Action item: Please report every line in the entries that contains the string "inner".

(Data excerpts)
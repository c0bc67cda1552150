use crate::actions::{Action, GlobalAction, LoginAction, NavigationAction, TextInputAction};
use crate::capabilities::PanelCapabilities;
use crate::state::{AppState, LoginField, LoginFormState};
use crate::views::{View, ViewId};
use figlet_rs::FIGfont;
use netserve_theme::Theme;
use ratatui::{
    layout::{Alignment, Constraint, Layout, Margin, Rect},
    style::{Modifier, Style, Stylize},
    text::{Line, Span},
    widgets::{Block, Borders, Clear, Paragraph},
    Frame,
};

/// Login screen - the only view before an operator session exists
#[derive(Debug, Clone)]
pub struct LoginView;

impl LoginView {
    pub fn new() -> Self {
        Self
    }
}

impl View for LoginView {
    fn view_id(&self) -> ViewId {
        ViewId::Login
    }

    fn render(&self, state: &AppState, area: Rect, f: &mut Frame) {
        render(state, area, f);
    }

    fn capabilities(&self, _state: &AppState) -> PanelCapabilities {
        PanelCapabilities::TEXT_INPUT
    }

    fn clone_box(&self) -> Box<dyn View> {
        Box::new(self.clone())
    }

    fn translate_navigation(&self, nav: NavigationAction) -> Option<Action> {
        let action = match nav {
            NavigationAction::Next => LoginAction::NextField,
            NavigationAction::Previous => LoginAction::PrevField,
        };
        Some(Action::Login(action))
    }

    fn translate_text_input(&self, input: TextInputAction) -> Option<Action> {
        let action = match input {
            TextInputAction::Char(c) => LoginAction::Char(c),
            TextInputAction::Backspace => LoginAction::Backspace,
            TextInputAction::ClearLine | TextInputAction::Escape => LoginAction::ClearField,
            TextInputAction::Confirm => LoginAction::Submit,
        };
        Some(Action::Login(action))
    }

    fn accepts_action(&self, action: &Action) -> bool {
        match action {
            // No overlays before sign-in
            Action::Global(GlobalAction::PushView(_)) => false,
            Action::Global(_) | Action::Login(_) | Action::Navigate(_) | Action::TextInput(_) => {
                true
            }
            _ => false,
        }
    }
}

fn render(state: &AppState, area: Rect, f: &mut Frame) {
    let theme = &state.theme;
    let form = &state.login;

    f.render_widget(Block::default().style(theme.panel_background()), area);

    let banner = banner_lines(&state.config.company_name, theme);
    let banner_height = banner.len() as u16;

    let [_, banner_area, _, form_area, _] = Layout::vertical([
        Constraint::Min(0),
        Constraint::Length(banner_height),
        Constraint::Length(1),
        Constraint::Length(9),
        Constraint::Min(0),
    ])
    .areas(area);

    f.render_widget(
        Paragraph::new(banner).alignment(Alignment::Center),
        banner_area,
    );

    let form_width = (area.width * 50 / 100).clamp(44, 64).min(area.width);
    let form_area = Rect {
        x: area.x + area.width.saturating_sub(form_width) / 2,
        width: form_width,
        ..form_area
    };
    render_form(form, theme, form_area, f);
}

fn render_form(form: &LoginFormState, theme: &Theme, area: Rect, f: &mut Frame) {
    f.render_widget(Clear, area);

    let footer_hint = Line::from(vec![
        Span::styled(" Tab", theme.key_hint().bold()),
        Span::styled(" switch field  ", theme.muted()),
        Span::styled("Enter", theme.key_hint().bold()),
        Span::styled(" sign in  ", theme.muted()),
        Span::styled("Ctrl+C", theme.key_hint().bold()),
        Span::styled(" quit ", theme.muted()),
    ]);

    let block = Block::default()
        .borders(Borders::ALL)
        .title(" Operator Sign-in ")
        .title_style(theme.panel_title().add_modifier(Modifier::BOLD))
        .title_bottom(footer_hint)
        .title_alignment(Alignment::Center)
        .border_style(theme.panel_border().add_modifier(Modifier::BOLD))
        .style(theme.panel_background());
    f.render_widget(block, area);

    let inner = area.inner(Margin {
        horizontal: 2,
        vertical: 1,
    });
    let [username_area, password_area, _, message_area] = Layout::vertical([
        Constraint::Length(1),
        Constraint::Length(1),
        Constraint::Length(1),
        Constraint::Length(2),
    ])
    .areas(inner);

    let masked = "•".repeat(form.password.chars().count());
    render_field(f, username_area, LoginField::Username, &form.username, form, theme);
    render_field(f, password_area, LoginField::Password, &masked, form, theme);

    let message = if form.submitting {
        Line::from(Span::styled("Authenticating...", theme.warning().italic()))
    } else if let Some(error) = &form.last_error {
        Line::from(Span::styled(error.as_str(), theme.error().bold()))
    } else {
        Line::from(Span::styled(
            "Sign in with your operator account",
            theme.text_secondary(),
        ))
    };
    f.render_widget(
        Paragraph::new(message).alignment(Alignment::Center),
        message_area,
    );
}

/// Render one labelled field; the focused field gets the cursor
fn render_field(
    f: &mut Frame,
    area: Rect,
    field: LoginField,
    value: &str,
    form: &LoginFormState,
    theme: &Theme,
) {
    let label_width = 11;
    let focused = form.focused_field == field && !form.submitting;

    let indicator = if focused { "> " } else { "  " };
    let label_style = if focused {
        theme.text().add_modifier(Modifier::BOLD)
    } else {
        theme.text()
    };
    let value_style = if focused {
        Style::default()
            .fg(theme.active_fg)
            .bg(theme.selection_bg())
    } else {
        theme.text()
    };

    let line = Line::from(vec![
        Span::styled(indicator, theme.accent().bold()),
        Span::styled(
            format!("{:width$}", format!("{}:", field.label()), width = label_width),
            label_style,
        ),
        Span::styled(value.to_string(), value_style),
        if focused {
            Span::styled("▌", theme.accent())
        } else {
            Span::raw("")
        },
    ]);
    f.render_widget(Paragraph::new(line), area);
}

/// Company name as a FIGlet banner, plain text if the font cannot render it
fn banner_lines(company: &str, theme: &Theme) -> Vec<Line<'static>> {
    let figure = match FIGfont::standard() {
        Ok(font) => font.convert(company).map(|figure| figure.to_string()),
        Err(e) => {
            log::warn!("Failed to load FIGlet font: {}", e);
            None
        }
    };

    let lines: Vec<String> = match figure {
        Some(text) => text
            .lines()
            .filter(|line| !line.trim().is_empty())
            .map(String::from)
            .collect(),
        None => vec![company.to_string()],
    };

    lines
        .into_iter()
        .map(|line| Line::from(Span::styled(line, theme.panel_title().bold())))
        .collect()
}

#[cfg(test)]
mod tests {
    use super::*;
    use crate::actions::{CommandPaletteAction, ReportAction};
    use crate::views::CommandPaletteView;
    use ratatui::{backend::TestBackend, Terminal};

    fn screen_text(state: &AppState) -> String {
        let mut terminal = Terminal::new(TestBackend::new(100, 30)).unwrap();
        terminal
            .draw(|f| crate::views::render(state, f.area(), f))
            .unwrap();
        let buffer = terminal.backend().buffer().clone();
        let mut text = String::new();
        for y in 0..buffer.area.height {
            for x in 0..buffer.area.width {
                text.push_str(buffer[(x, y)].symbol());
            }
            text.push('\n');
        }
        text
    }

    #[test]
    fn test_translations() {
        let view = LoginView::new();
        assert!(matches!(
            view.translate_navigation(NavigationAction::Next),
            Some(Action::Login(LoginAction::NextField))
        ));
        assert!(matches!(
            view.translate_text_input(TextInputAction::Escape),
            Some(Action::Login(LoginAction::ClearField))
        ));
        assert!(matches!(
            view.translate_text_input(TextInputAction::Confirm),
            Some(Action::Login(LoginAction::Submit))
        ));
    }

    #[test]
    fn test_rejects_overlays_and_dashboard_actions() {
        let view = LoginView::new();
        assert!(!view.accepts_action(&Action::Global(GlobalAction::PushView(Box::new(
            CommandPaletteView::new()
        )))));
        assert!(!view.accepts_action(&Action::Report(ReportAction::Generate)));
        assert!(!view.accepts_action(&Action::CommandPalette(CommandPaletteAction::Close)));
        assert!(view.accepts_action(&Action::Global(GlobalAction::Quit)));
        assert!(view.accepts_action(&Action::Login(LoginAction::Logout)));
    }

    #[test]
    fn test_password_is_masked() {
        let mut state = AppState::default();
        state.login.username = "admin".to_string();
        state.login.password = "secret".to_string();

        let text = screen_text(&state);
        assert!(text.contains("Operator Sign-in"));
        assert!(text.contains("admin"));
        assert!(text.contains("••••••"));
        assert!(!text.contains("secret"));
    }

    #[test]
    fn test_shows_last_error() {
        let mut state = AppState::default();
        state.login.last_error = Some("Invalid username or password".to_string());
        assert!(screen_text(&state).contains("Invalid username or password"));
    }
}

Task response:
    let inner = area.inner(Margin {
    .areas(inner);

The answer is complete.